Trimming food waste

| Ashlie Chandler
A fruit and vegetable stand at Pike Place Market with purveyors in background.

Photo: Elizabeth Sharpe.

To help consumers waste less food, the whole food system needs to pitch in

In the U.S., we each waste about a pound of food each day. Our own choices contribute to the pileup, combined with a system that promotes wasteful decisions, according to a new report from UW Department of Environmental & Occupational Health Sciences (DEOHS) Associate Professor Jennifer Otten and collaborators.

The report, published Aug. 21 by the National Academies of Science, Engineering, and Medicine (NASEM), identifies key factors that drive consumer behavior — such as individual choices, food marketing, government policy and the media — and provides guidance on intervention strategies and national policy.

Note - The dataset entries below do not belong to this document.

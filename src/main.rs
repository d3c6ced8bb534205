use std::sync::Arc;

use tracing::{error, info};
use uuid::Uuid;

use marketplace_service::config::Config;
use marketplace_service::error::AppError;
use marketplace_service::routes::build_router;
use marketplace_service::state::AppState;
use marketplace_service::websocket::{relay, ChannelBus};
use marketplace_service::{db, logging};

#[tokio::main]
async fn main() -> Result<(), AppError> {
    logging::init_tracing();

    let config = Config::from_env()?;

    let pool = db::init_pool(&config.database_url)
        .await
        .map_err(|e| AppError::Config(format!("database pool: {e}")))?;
    db::MIGRATOR
        .run(&pool)
        .await
        .map_err(|e| AppError::Config(format!("migrations: {e}")))?;

    let redis_client = redis::Client::open(config.redis_url.as_str())
        .map_err(|e| AppError::Config(format!("redis: {e}")))?;

    let instance_id = Uuid::new_v4();
    let bus = ChannelBus::new();

    let state = AppState {
        db: pool,
        bus: bus.clone(),
        redis: redis_client.clone(),
        config: Arc::new(config.clone()),
        instance_id,
    };

    // cross-instance fan-out; the process serves local traffic even if the
    // relay connection drops
    tokio::spawn(async move {
        if let Err(e) = relay::start_relay_listener(redis_client, instance_id, bus).await {
            error!(error = %e, "relay listener exited");
        }
    });

    let app = build_router(state);

    let addr = format!("0.0.0.0:{}", config.port);
    let listener = tokio::net::TcpListener::bind(&addr)
        .await
        .map_err(|e| AppError::StartServer(format!("bind {addr}: {e}")))?;
    info!(%addr, %instance_id, "marketplace-service listening");

    axum::serve(listener, app)
        .await
        .map_err(|e| AppError::StartServer(e.to_string()))?;

    Ok(())
}
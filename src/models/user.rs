use chrono::{DateTime, Utc};
use serde::{Deserialize, Serialize};
use uuid::Uuid;

pub mod roles {
    pub const CUSTOMER: &str = "customer";
    pub const PROVIDER: &str = "provider";
    pub const ADMIN: &str = "admin";

    pub fn is_valid(role: &str) -> bool {
        matches!(role, CUSTOMER | PROVIDER | ADMIN)
    }
}

#[derive(Debug, Clone, Serialize, Deserialize, sqlx::FromRow)]
pub struct User {
    pub id: Uuid,
    pub username: String,
    pub email: String,
    #[serde(skip_serializing)]
    pub password_hash: String,
    pub first_name: String,
    pub last_name: String,
    pub role: String,
    pub phone_number: Option<String>,
    pub address: Option<String>,
    pub is_verified: bool,
    pub created_at: DateTime<Utc>,
    pub updated_at: DateTime<Utc>,
}

impl User {
    /// "first last" trimmed, falling back to the username when both are blank
    pub fn display_name(&self) -> String {
        let full = format!("{} {}", self.first_name, self.last_name);
        let full = full.trim();
        if full.is_empty() {
            self.username.clone()
        } else {
            full.to_string()
        }
    }

    pub fn is_customer(&self) -> bool {
        self.role == roles::CUSTOMER
    }

    pub fn is_provider(&self) -> bool {
        self.role == roles::PROVIDER
    }

    pub fn is_admin(&self) -> bool {
        self.role == roles::ADMIN
    }
}

#[cfg(test)]
mod tests {
    use super::*;

    fn user(first: &str, last: &str) -> User {
        User {
            id: Uuid::new_v4(),
            username: "handy_dan".into(),
            email: "dan@example.com".into(),
            password_hash: String::new(),
            first_name: first.into(),
            last_name: last.into(),
            role: roles::PROVIDER.into(),
            phone_number: None,
            address: None,
            is_verified: false,
            created_at: Utc::now(),
            updated_at: Utc::now(),
        }
    }

    #[test]
    fn display_name_joins_first_and_last() {
        assert_eq!(user("Dan", "Harper").display_name(), "Dan Harper");
    }

    #[test]
    fn display_name_trims_partial_names() {
        assert_eq!(user("Dan", "").display_name(), "Dan");
        assert_eq!(user("", "Harper").display_name(), "Harper");
    }

    #[test]
    fn display_name_falls_back_to_username() {
        assert_eq!(user("", "").display_name(), "handy_dan");
    }

    #[test]
    fn role_vocabulary_is_closed() {
        assert!(roles::is_valid("customer"));
        assert!(roles::is_valid("provider"));
        assert!(roles::is_valid("admin"));
        assert!(!roles::is_valid("superuser"));
    }
}
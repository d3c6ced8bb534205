use crate::{config::Config, websocket::ChannelBus};
use sqlx::{Pool, Postgres};
use std::sync::Arc;
use uuid::Uuid;

#[derive(Clone)]
pub struct AppState {
    pub db: Pool<Postgres>,
    pub bus: ChannelBus,
    pub redis: redis::Client,
    pub config: Arc<Config>,
    /// Identifies this process in cross-instance relay envelopes
    pub instance_id: Uuid,
}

The report recommends creative approaches for reducing food waste, such as offering smaller carts in grocery stores to reduce overbuying; federal standardization of food date labeling; and a national campaign to provide tips to consumers and reach them during “teachable moments.”

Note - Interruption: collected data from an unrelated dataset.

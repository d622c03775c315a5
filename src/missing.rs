// 🔎 Missing-Pair Finder - Which (entity, result) pairs still need a score?
//
// A pair is reachable under an (entity dataset, result dataset) combination
// when the entity claims the result's jurisdiction and the result was found
// by searching the entity's exact name in that jurisdiction. It is missing
// when no score has been persisted for it under that combination.

use crate::db::{get_dataset, load_entities, load_results, scored_pairs};
use crate::error::Result;
use crate::index::ResultIndex;
use crate::model::{DatasetId, DatasetKind, Entity, RegistryResult};
use std::collections::HashSet;

/// Unscored (entity id, result id) pairs, ordered by entity id then result id
pub fn find_missing(
    conn: &rusqlite::Connection,
    entity_dataset: DatasetId,
    result_dataset: DatasetId,
) -> Result<Vec<(i64, i64)>> {
    get_dataset(conn, DatasetKind::Entities, entity_dataset)?;
    get_dataset(conn, DatasetKind::Results, result_dataset)?;

    let entities = load_entities(conn, entity_dataset)?;
    let results = load_results(conn, result_dataset)?;
    let scored = scored_pairs(conn, entity_dataset, result_dataset)?;

    Ok(missing_pairs(&entities, &results, &scored))
}

/// Every reachable pair, scored or not
pub fn reachable_pairs(entities: &[Entity], results: &[RegistryResult]) -> Vec<(i64, i64)> {
    missing_pairs(entities, results, &HashSet::new())
}

pub fn missing_pairs(
    entities: &[Entity],
    results: &[RegistryResult],
    scored: &HashSet<(i64, i64)>,
) -> Vec<(i64, i64)> {
    let index = ResultIndex::build(results);
    let mut pairs = Vec::new();

    for entity in entities {
        for jurisdiction in &entity.jurisdictions {
            for result in index.found_for_pair(&entity.name, jurisdiction) {
                let pair = (entity.id, result.id);
                if !scored.contains(&pair) {
                    pairs.push(pair);
                }
            }
        }
    }

    pairs.sort_unstable();
    pairs.dedup();
    pairs
}

#[cfg(test)]
mod tests {
    use super::*;
    use crate::model::{Address, ResultStatus};
    use chrono::Utc;

    fn entity(id: i64, name: &str, jurisdictions: &[&str]) -> Entity {
        Entity {
            id,
            dataset_id: DatasetId(1),
            name: name.to_string(),
            address: Address::default(),
            jurisdictions: jurisdictions.iter().map(|j| j.to_string()).collect(),
        }
    }

    fn result(id: i64, name: &str, jurisdiction: &str, status: ResultStatus) -> RegistryResult {
        RegistryResult {
            id,
            dataset_id: DatasetId(2),
            search_name: name.to_string(),
            jurisdiction: jurisdiction.to_string(),
            license_number: Some(format!("L{}", id)),
            license_type: None,
            license_status: None,
            issue_date: None,
            expiration_date: None,
            business_name: None,
            address: Address::default(),
            status,
            timestamp: Utc::now(),
        }
    }

    #[test]
    fn test_only_claimed_jurisdictions_are_reachable() {
        let entities = vec![entity(1, "Acme Rx", &["FL"]), entity(2, "Beta Drug", &["FL", "GA"])];
        let results = vec![
            result(10, "Acme Rx", "FL", ResultStatus::Found),
            result(11, "Acme Rx", "GA", ResultStatus::Found),
            result(12, "Beta Drug", "GA", ResultStatus::Found),
            result(13, "Beta Drug", "FL", ResultStatus::Empty),
            result(14, "Unknown Co", "FL", ResultStatus::Found),
        ];

        let pairs = reachable_pairs(&entities, &results);
        assert_eq!(pairs, vec![(1, 10), (2, 12)]);
    }

    #[test]
    fn test_scored_pairs_are_excluded() {
        let entities = vec![entity(1, "Acme Rx", &["FL"])];
        let results = vec![
            result(10, "Acme Rx", "FL", ResultStatus::Found),
            result(11, "Acme Rx", "FL", ResultStatus::Found),
        ];
        let scored: HashSet<(i64, i64)> = [(1, 10)].into_iter().collect();

        assert_eq!(missing_pairs(&entities, &results, &scored), vec![(1, 11)]);
    }

    #[test]
    fn test_output_is_deterministic() {
        let entities = vec![entity(2, "Acme Rx", &["GA", "FL"]), entity(1, "Acme Rx", &["FL"])];
        let results = vec![
            result(11, "Acme Rx", "GA", ResultStatus::Found),
            result(10, "Acme Rx", "FL", ResultStatus::Found),
        ];

        let first = reachable_pairs(&entities, &results);
        assert_eq!(first, vec![(1, 10), (2, 10), (2, 11)]);
        assert_eq!(reachable_pairs(&entities, &results), first);
    }
}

One such moment is going on right now, as the COVID-19 pandemic continues to strain the U.S. economy and increase food insecurity, and as disruptions in the supply chain and closures of restaurants and other food businesses have increased waste.

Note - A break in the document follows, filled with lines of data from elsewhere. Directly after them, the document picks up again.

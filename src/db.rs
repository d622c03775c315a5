// 🗄️ Storage - SQLite tables for dataset versions, records, scores, events
//
// Dataset versions are append-only: an import creates a new version with a
// new tag and never touches an existing one. Scores are the only rows written
// after import, and only through an upsert that leaves existing rows alone.

use crate::error::{ReconError, Result};
use crate::model::{
    Address, DatasetId, DatasetKind, DatasetVersion, Entity, EntityInput, MatchScore,
    OverrideInput, OverrideRecord, OverrideSnapshot, OverrideType, RegistryResult,
    ResultInput, ResultStatus, Scores,
};
use chrono::{DateTime, Utc};
use rusqlite::{params, Connection, OptionalExtension, Row};
use serde::{Deserialize, Serialize};
use sha2::{Digest, Sha256};
use std::collections::{HashMap, HashSet};
use std::path::Path;

// ============================================================================
// EVENTS (audit trail)
// ============================================================================

/// Every import and score run leaves an event behind
#[derive(Debug, Serialize, Deserialize, Clone)]
pub struct Event {
    pub event_id: String,
    pub timestamp: DateTime<Utc>,
    pub event_type: String,
    pub subject_type: String,
    pub subject_id: String,
    pub data: serde_json::Value,
    pub actor: String,
}

impl Event {
    pub fn new(
        event_type: &str,
        subject_type: &str,
        subject_id: &str,
        data: serde_json::Value,
        actor: &str,
    ) -> Self {
        Self {
            event_id: uuid::Uuid::new_v4().to_string(),
            timestamp: Utc::now(),
            event_type: event_type.to_string(),
            subject_type: subject_type.to_string(),
            subject_id: subject_id.to_string(),
            data,
            actor: actor.to_string(),
        }
    }
}
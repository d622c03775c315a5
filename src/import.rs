// 📥 CSV Import - Header-based loaders for the three record kinds
//
// Columns are matched by header name, unknown columns are ignored and
// missing optional columns read as blank.
//
// entities:  name, address, suite, city, state, zip, jurisdictions
//            (jurisdictions separated by ';', '|' or ',')
// results:   search_name, jurisdiction, license_number, license_type,
//            license_status, issue_date, expiration_date, business_name,
//            address, suite, city, state, zip, status, timestamp
// overrides: entity_name, jurisdiction, override_type, license_number,
//            reason, author, then the snapshot: address, suite, city, state,
//            zip, license_status, issue_date, expiration_date

use crate::error::{ReconError, Result};
use crate::model::{
    non_empty, Address, EntityInput, OverrideInput, OverrideSnapshot, OverrideType, ResultInput, ResultStatus,
};
use chrono::{DateTime, NaiveDate, NaiveDateTime, Utc};
use csv::ReaderBuilder;
use serde::de::DeserializeOwned;
use serde::Deserialize;
use std::fs::File;
use std::io::Read;
use std::path::Path;

// ============================================================================
// CSV ROWS
// ============================================================================

// csv does not support #[serde(flatten)], each row type lists the address
// columns itself
macro_rules! address_of {
    ($row:expr) => {
        Address {
            address: $row.address.as_deref().and_then(non_empty),
            suite: $row.suite.as_deref().and_then(non_empty),
            city: $row.city.as_deref().and_then(non_empty),
            state: $row.state.as_deref().and_then(non_empty),
            zip: $row.zip.as_deref().and_then(non_empty),
        }
    };
}

#[derive(Debug, Deserialize)]
struct EntityCsvRow {
    name: String,
    #[serde(default)]
    jurisdictions: Option<String>,
    #[serde(default)]
    address: Option<String>,
    #[serde(default)]
    suite: Option<String>,
    #[serde(default)]
    city: Option<String>,
    #[serde(default)]
    state: Option<String>,
    #[serde(default)]
    zip: Option<String>,
}

#[derive(Debug, Deserialize)]
struct ResultCsvRow {
    search_name: String,
    jurisdiction: String,
    #[serde(default)]
    license_number: Option<String>,
    #[serde(default)]
    license_type: Option<String>,
    #[serde(default)]
    license_status: Option<String>,
    #[serde(default)]
    issue_date: Option<String>,
    #[serde(default)]
    expiration_date: Option<String>,
    #[serde(default)]
    business_name: Option<String>,
    #[serde(default)]
    status: Option<String>,
    #[serde(default)]
    timestamp: Option<String>,
    #[serde(default)]
    address: Option<String>,
    #[serde(default)]
    suite: Option<String>,
    #[serde(default)]
    city: Option<String>,
    #[serde(default)]
    state: Option<String>,
    #[serde(default)]
    zip: Option<String>,
}

#[derive(Debug, Deserialize)]
struct OverrideCsvRow {
    entity_name: String,
    jurisdiction: String,
    override_type: String,
    #[serde(default)]
    license_number: Option<String>,
    #[serde(default)]
    reason: Option<String>,
    #[serde(default)]
    author: Option<String>,
    #[serde(default)]
    license_status: Option<String>,
    #[serde(default)]
    issue_date: Option<String>,
    #[serde(default)]
    expiration_date: Option<String>,
    #[serde(default)]
    address: Option<String>,
    #[serde(default)]
    suite: Option<String>,
    #[serde(default)]
    city: Option<String>,
    #[serde(default)]
    state: Option<String>,
    #[serde(default)]
    zip: Option<String>,
}

// ============================================================================
// LOADERS
// ============================================================================

pub fn load_entities_csv(path: &Path) -> Result<Vec<EntityInput>> {
    read_entities(File::open(path)?, &source_name(path))
}

pub fn load_results_csv(path: &Path) -> Result<Vec<ResultInput>> {
    read_results(File::open(path)?, &source_name(path))
}

pub fn load_overrides_csv(path: &Path) -> Result<Vec<OverrideInput>> {
    read_overrides(File::open(path)?, &source_name(path))
}

pub fn read_entities<R: Read>(reader: R, source: &str) -> Result<Vec<EntityInput>> {
    read_rows(reader, source, |row: EntityCsvRow, _line| {
        Ok(EntityInput {
            name: row.name.trim().to_string(),
            jurisdictions: split_jurisdictions(row.jurisdictions.as_deref().unwrap_or("")),
            address: address_of!(row),
        })
    })
}

pub fn read_results<R: Read>(reader: R, source: &str) -> Result<Vec<ResultInput>> {
    read_rows(reader, source, |row: ResultCsvRow, line| {
        let status = match row.status.as_deref().and_then(non_empty) {
            Some(s) => s
                .parse::<ResultStatus>()
                .map_err(|e| ReconError::invalid_record(source, line, e))?,
            None if row.license_number.as_deref().and_then(non_empty).is_some() => ResultStatus::Found,
            None => ResultStatus::Empty,
        };

        let timestamp = match row.timestamp.as_deref().and_then(non_empty) {
            Some(ts) => parse_timestamp(&ts)
                .ok_or_else(|| ReconError::invalid_record(source, line, format!("bad timestamp: {}", ts)))?,
            None => return Err(ReconError::invalid_record(source, line, "missing timestamp")),
        };

        Ok(ResultInput {
            search_name: row.search_name.trim().to_string(),
            jurisdiction: row.jurisdiction.trim().to_string(),
            license_number: row.license_number.as_deref().and_then(non_empty),
            license_type: row.license_type.as_deref().and_then(non_empty),
            license_status: row.license_status.as_deref().and_then(non_empty),
            issue_date: row.issue_date.as_deref().and_then(non_empty),
            expiration_date: row.expiration_date.as_deref().and_then(non_empty),
            business_name: row.business_name.as_deref().and_then(non_empty),
            address: address_of!(row),
            status,
            timestamp,
        })
    })
}

pub fn read_overrides<R: Read>(reader: R, source: &str) -> Result<Vec<OverrideInput>> {
    read_rows(reader, source, |row: OverrideCsvRow, line| {
        let override_type = row
            .override_type
            .parse::<OverrideType>()
            .map_err(|e| ReconError::invalid_record(source, line, e))?;

        Ok(OverrideInput {
            entity_name: row.entity_name.trim().to_string(),
            jurisdiction: row.jurisdiction.trim().to_string(),
            license_number: row.license_number.as_deref().and_then(non_empty),
            override_type,
            reason: row.reason.as_deref().and_then(non_empty),
            author: row.author.as_deref().and_then(non_empty),
            snapshot: OverrideSnapshot {
                address: address_of!(row),
                license_status: row.license_status.as_deref().and_then(non_empty),
                issue_date: row.issue_date.as_deref().and_then(non_empty),
                expiration_date: row.expiration_date.as_deref().and_then(non_empty),
            },
        })
    })
}

fn read_rows<R, Row, T, F>(reader: R, source: &str, mut convert: F) -> Result<Vec<T>>
where
    R: Read,
    Row: DeserializeOwned,
    F: FnMut(Row, u64) -> Result<T>,
{
    let mut reader = ReaderBuilder::new()
        .has_headers(true)
        .trim(csv::Trim::Headers)
        .flexible(true)
        .from_reader(reader);

    let mut records = Vec::new();
    for (line_num, row) in reader.deserialize::<Row>().enumerate() {
        // +2 because: 1-indexed + header row
        let line = line_num as u64 + 2;
        let row = row.map_err(|e| ReconError::invalid_record(source, line, e))?;
        records.push(convert(row, line)?);
    }

    tracing::debug!(source, rows = records.len(), "read csv");
    Ok(records)
}

// ============================================================================
// HELPERS
// ============================================================================

fn source_name(path: &Path) -> String {
    path.file_name()
        .and_then(|n| n.to_str())
        .unwrap_or("unknown.csv")
        .to_string()
}

/// "FL; GA|tx" → ["FL", "GA", "tx"]
pub fn split_jurisdictions(value: &str) -> Vec<String> {
    value
        .split([';', '|', ','])
        .map(str::trim)
        .filter(|s| !s.is_empty())
        .map(str::to_string)
        .collect()
}

/// RFC3339, "YYYY-MM-DD HH:MM:SS" (UTC) or a bare date (midnight UTC)
pub fn parse_timestamp(value: &str) -> Option<DateTime<Utc>> {
    let value = value.trim();

    if let Ok(ts) = DateTime::parse_from_rfc3339(value) {
        return Some(ts.with_timezone(&Utc));
    }

    if let Ok(ts) = NaiveDateTime::parse_from_str(value, "%Y-%m-%d %H:%M:%S") {
        return Some(ts.and_utc());
    }

    NaiveDate::parse_from_str(value, "%Y-%m-%d")
        .ok()
        .and_then(|d| d.and_hms_opt(0, 0, 0))
        .map(|ts| ts.and_utc())
}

Giving consumers better choices

Portrait of Jennifer Otten.
DEOHS Associate Professor Jennifer Otten.

NASEM assembled the Committee on a Systems Approach to Reducing Consumer Food Waste to conduct research and write the report, called A National Strategy to Reduce Food Waste at the Consumer Level. Otten, a core faculty member of the UW Nutritional Sciences Program, was a member of the committee.

“What is unique about this report is that it reviews and makes sense of the current evidence on the drivers of consumer food waste and assesses what interventions have worked or might work,” said Otten. “It was clear from the evidence that a multifaceted strategy with coordinated action from all actors in our food system is needed to give consumers better choices to prevent and reduce waste.”

Waste not, want not

To change consumer behavior, committee members proposed a strategy with three primary pathways:

• Changing the U.S. food environment to discourage waste by consumers;

• Strengthening consumers’ motivation, opportunity and ability to reduce food waste; and

• Applying research findings and technology to support consumers in food waste reduction.

This systems-based approach builds on existing efforts by various stakeholders and includes recommendations for partners whose participation is integral to a coordinated national effort to reduce food waste at the consumer level.

“Consumer food waste contributes to the depletion of natural resources, squander of labor, degradation of the environment and increasing costs to consumers,” Otten said. While some food waste is hard to avoid, “there are so many opportunities to help consumers do better,” she added.